··· ENTRIES PROVIDED

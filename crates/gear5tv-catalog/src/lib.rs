//! Gear5TV-Catalog: the read-only title catalog.
//!
//! The catalog is loaded once (from the embedded dataset or a JSON file) and
//! never mutated afterwards. Everything else in gear5tv reads it through
//! [`CatalogLookup`] or the free functions in [`queries`].
//!
//! # Modules
//!
//! - `models` - Titles, seasons and episodes
//! - `catalog` - Loading, validation and id lookup
//! - `queries` - Search, filter/sort and the derived home-page lists
//!
//! # Example
//!
//! ```
//! use gear5tv_catalog::{Catalog, CatalogLookup};
//! use gear5tv_catalog::queries::search;
//!
//! let catalog = Catalog::embedded().unwrap();
//! let title = catalog.find_by_id("one-piece").unwrap();
//! assert_eq!(title.title, "One Piece");
//!
//! let hits = search::search(&catalog, "naruto");
//! assert!(!hits.is_empty());
//! ```

pub mod catalog;
pub mod models;
pub mod queries;

pub use catalog::{Catalog, CatalogLookup};
pub use models::{CatalogTitle, Episode, Season};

······

WORK INSTRUCTIONS:
Whenever a line of the entries contains the string "CatalogLookup", copy that line.

ANSWER SPACE:
//! [`CatalogLookup`] or the free functions in [`queries`].
//! use gear5tv_catalog::{Catalog, CatalogLookup};
pub use catalog::{Catalog, CatalogLookup};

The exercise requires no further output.